Subject Area Religious Studies and Jewish Studies
Islamic Studies, Arabian Studies, Semitic Studies
Term from 2019 to 2023
Project identifier Deutsche Forschungsgemeinschaft (DFG) - Project number 427351847
 
Medieval Judaism was divided between two religious movements, the Karaites and the Rabbanites. The Karaites broke off from mainstream Rabbanite Judaism in 9th-century Iraq, and became a powerful Jewish movement in the following centuries. Their main tenet was a call to reject the authority of the Talmud and rabbinic tradition, and to rely instead on a fresh reading of the biblical scriptures.
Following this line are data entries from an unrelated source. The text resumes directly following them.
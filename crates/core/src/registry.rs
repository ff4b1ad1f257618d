//! Mapping definition registry and mapper construction.
//!
//! The registry owns the process-wide cache of frozen mapping definitions
//! and builds a fresh mapper per query; it never holds mapper instances.
//! The cache is read-mostly and replaced wholesale when the composing
//! application re-runs discovery (e.g. after extension changes).

use std::collections::HashMap;
use std::fmt;
use std::sync::Arc;

use parking_lot::RwLock;
use tracing::{debug, info};

use crate::definition::{MapperKind, MappingDefinition};
use crate::entity::EntityTypeDirectory;
use crate::error::{MapperError, MapperResult};
use crate::language::LanguageDirectory;
use crate::mapper::{ConfigEntityMapper, ConfigMapper, ConfigNamesMapper, MapperDeps};
use crate::schema::SchemaRegistry;
use crate::store::ConfigStore;

/// Registry of mapping definitions.
///
/// All collaborators are injected at construction and shared with every
/// mapper the registry builds.
pub struct MapperRegistry {
    definitions: RwLock<HashMap<String, Arc<MappingDefinition>>>,
    deps: MapperDeps,
    entity_types: Arc<dyn EntityTypeDirectory>,
}

impl MapperRegistry {
    /// Create a registry over a frozen definition set.
    pub fn new(
        definitions: Vec<Arc<MappingDefinition>>,
        store: Arc<dyn ConfigStore>,
        schemas: Arc<dyn SchemaRegistry>,
        languages: Arc<dyn LanguageDirectory>,
        entity_types: Arc<dyn EntityTypeDirectory>,
    ) -> Self {
        let registry = Self {
            definitions: RwLock::new(HashMap::new()),
            deps: MapperDeps {
                store,
                schemas,
                languages,
            },
            entity_types,
        };
        registry.rebuild(definitions);
        registry
    }

    /// Replace the cached definitions wholesale.
    ///
    /// The swap is all-or-nothing; readers see either the old set or the
    /// new one, never a partial mix. Invalidation is driven externally.
    pub fn rebuild(&self, definitions: Vec<Arc<MappingDefinition>>) {
        let map: HashMap<String, Arc<MappingDefinition>> = definitions
            .into_iter()
            .map(|definition| (definition.id().to_string(), definition))
            .collect();
        let count = map.len();
        *self.definitions.write() = map;
        info!(count, "mapping definitions rebuilt");
    }

    /// The frozen definition for an id, if registered.
    pub fn definition(&self, id: &str) -> Option<Arc<MappingDefinition>> {
        self.definitions.read().get(id).cloned()
    }

    /// Registered definition ids, ordered by weight then id.
    pub fn ids(&self) -> Vec<String> {
        let definitions = self.definitions.read();
        let mut ids: Vec<(i32, String)> = definitions
            .values()
            .map(|d| (d.weight(), d.id().to_string()))
            .collect();
        ids.sort();
        ids.into_iter().map(|(_, id)| id).collect()
    }

    /// Number of registered definitions.
    pub fn len(&self) -> usize {
        self.definitions.read().len()
    }

    /// Whether no definitions are registered.
    pub fn is_empty(&self) -> bool {
        self.definitions.read().is_empty()
    }

    /// A fresh, unbound mapper per registered definition, keyed by id.
    pub fn mappers(&self) -> HashMap<String, Box<dyn ConfigMapper>> {
        let definitions: Vec<Arc<MappingDefinition>> =
            self.definitions.read().values().cloned().collect();
        definitions
            .into_iter()
            .map(|definition| {
                (
                    definition.id().to_string(),
                    self.create_mapper_from(definition),
                )
            })
            .collect()
    }

    /// Build a fresh mapper for a registered definition.
    pub fn create_mapper(&self, id: &str) -> MapperResult<Box<dyn ConfigMapper>> {
        let definition = self
            .definition(id)
            .ok_or_else(|| MapperError::UnknownMapper(id.to_string()))?;
        Ok(self.create_mapper_from(definition))
    }

    /// Build a fresh mapper for an explicit definition, registered or not.
    pub fn create_mapper_from(&self, definition: Arc<MappingDefinition>) -> Box<dyn ConfigMapper> {
        match definition.kind() {
            MapperKind::Names => Box::new(ConfigNamesMapper::new(definition, self.deps.clone())),
            MapperKind::Entity => Box::new(ConfigEntityMapper::new(
                definition,
                self.deps.clone(),
                Arc::clone(&self.entity_types),
            )),
        }
    }

    /// Whether a schema is registered for a configuration name.
    pub fn has_schema(&self, name: &str) -> bool {
        self.deps.schemas.has_schema(name)
    }

    /// Whether a configuration name's schema contains translatable leaves.
    ///
    /// Names without a registered schema are never walked and report
    /// `false`.
    pub fn has_translatable(&self, name: &str) -> bool {
        match self.deps.schemas.schema(name) {
            Some(node) => node.is_translatable(),
            None => {
                debug!(name, "no schema registered for configuration name");
                false
            }
        }
    }
}

impl fmt::Debug for MapperRegistry {
    fn fmt(&self, f: &mut fmt::Formatter<'_>) -> fmt::Result {
        f.debug_struct("MapperRegistry")
            .field("definitions", &self.len())
            .finish()
    }
}
//! Order Model

use serde::{Deserialize, Serialize};

/// Order status (kitchen workflow)
///
/// Transitions are monotonic: `Open → InProgress → Ready → Closed`.
/// A mutation that would move an order backward relative to the cloud's
/// state is rejected rather than silently overwritten.
#[derive(Debug, Clone, Copy, Serialize, Deserialize, PartialEq, Eq, Default)]
#[serde(rename_all = "SCREAMING_SNAKE_CASE")]
pub enum OrderStatus {
    #[default]
    Open,
    InProgress,
    Ready,
    Closed,
}

impl OrderStatus {
    /// Position in the kitchen workflow (higher = further along)
    pub fn rank(&self) -> u8 {
        match self {
            Self::Open => 0,
            Self::InProgress => 1,
            Self::Ready => 2,
            Self::Closed => 3,
        }
    }

    /// Parse from database string value (lowercase)
    pub fn from_db(s: &str) -> Option<Self> {
        match s {
            "open" => Some(Self::Open),
            "in_progress" => Some(Self::InProgress),
            "ready" => Some(Self::Ready),
            "closed" => Some(Self::Closed),
            _ => None,
        }
    }

    /// Database string representation (lowercase)
    pub fn as_db(&self) -> &'static str {
        match self {
            Self::Open => "open",
            Self::InProgress => "in_progress",
            Self::Ready => "ready",
            Self::Closed => "closed",
        }
    }
}

/// Order item status — follows the parent order's workflow
#[derive(Debug, Clone, Copy, Serialize, Deserialize, PartialEq, Eq, Default)]
#[serde(rename_all = "SCREAMING_SNAKE_CASE")]
pub enum ItemStatus {
    #[default]
    Queued,
    InProgress,
    Ready,
    Completed,
}

impl ItemStatus {
    /// Position in the item workflow (higher = further along)
    pub fn rank(&self) -> u8 {
        match self {
            Self::Queued => 0,
            Self::InProgress => 1,
            Self::Ready => 2,
            Self::Completed => 3,
        }
    }
}

/// Order entity
#[derive(Debug, Clone, Serialize, Deserialize)]
pub struct Order {
    pub id: String,
    pub order_number: i64,
    pub status: OrderStatus,
    pub customer_id: Option<String>,
    pub customer_name: Option<String>,
    pub customer_phone: Option<String>,
    pub is_paid: bool,
    /// Total amount in currency unit
    pub total_amount: f64,
    pub note: Option<String>,
    /// Monotonic entity version, bumped on every write
    pub version: u64,
    /// Unix millis
    pub created_at: i64,
    pub updated_at: i64,
}

/// Order item entity
#[derive(Debug, Clone, Serialize, Deserialize)]
pub struct OrderItem {
    pub id: String,
    /// Parent order reference
    pub order_id: String,
    /// Menu item reference
    pub menu_item_id: String,
    pub name: String,
    pub status: ItemStatus,
    pub quantity: i32,
    /// Unit price in currency unit
    pub price: f64,
    /// Selected modifiers, e.g. "oat milk, extra shot"
    pub modifiers: Option<String>,
    pub note: Option<String>,
    pub version: u64,
    pub created_at: i64,
    pub updated_at: i64,
}

#[cfg(test)]
mod tests {
    use super::*;

    #[test]
    fn test_status_rank_is_monotonic() {
        assert!(OrderStatus::Open.rank() < OrderStatus::InProgress.rank());
        assert!(OrderStatus::InProgress.rank() < OrderStatus::Ready.rank());
        assert!(OrderStatus::Ready.rank() < OrderStatus::Closed.rank());
    }

    #[test]
    fn test_status_db_round_trip() {
        for status in [
            OrderStatus::Open,
            OrderStatus::InProgress,
            OrderStatus::Ready,
            OrderStatus::Closed,
        ] {
            assert_eq!(OrderStatus::from_db(status.as_db()), Some(status));
        }
        assert_eq!(OrderStatus::from_db("voided"), None);
    }
}
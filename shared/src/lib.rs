//! Shared types for the terminal sync stack
//!
//! Common types used by the sync engine and its consumers: business-entity
//! models, the terminal ↔ cloud sync wire protocol, and utility helpers.

pub mod models;
pub mod sync;
pub mod util;

// Re-exports
pub use serde::{Deserialize, Serialize};

// Sync protocol re-exports (for convenient access)
pub use sync::{EntityKind, MutationRequest, Operation, PullBatch, PushOutcome, RemoteChange};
Scholarly study of Karaite biblical exegesis of the early classical age (10th-11th centuries) has concentrated on just a few authors of the Jerusalem school of the Karaite “Mourners of Zion,” with most research having been devoted to the commentaries of Yefet ben ʿEli. However, the Karaite community produced a number of important and interesting exegetes of whose work scholarship knows very little. What can be said about the exegetical and literary diversity among the Karaites, as well as the different interpretations and practices it entailed, at this formative time? In order to advance our understanding of the great diversity that is known to exist within Karaite exegesis, we will undertake two interconnected tasks in the proposed project. First, we propose to edit and translate into English the Judeo-Arabic commentaries on Genesis and Exodus by Yaʿqūb al-Qirqisānī (Baghdad) and Sahl ben Maṣliaḥ (Jerusalem), significant and lengthy works that are currently largely unknown to scholarship. Second, we will analyze and compare the exegetical content, techniques and style of the commentaries of the two authors to provide a deeper understanding of the two schools of Karaite exegesis, in Iraq and in Jerusalem, and thus of the development of Karaite exegesis as a whole. We will also shed new light on the relationship of Karaite Judeo-Arabic exegesis to non-Jewish modes of scriptural exegesis. Our broader purpose in this study is to contribute to the study of the Arabic scholarship of medieval Jewish communities of the East as a whole and the way it was embedded in a larger Islamic context.
DFG Programme Research Grants
International Connection Israel
International Co-Applicant Professorin Miriam Goldstein, Ph.D.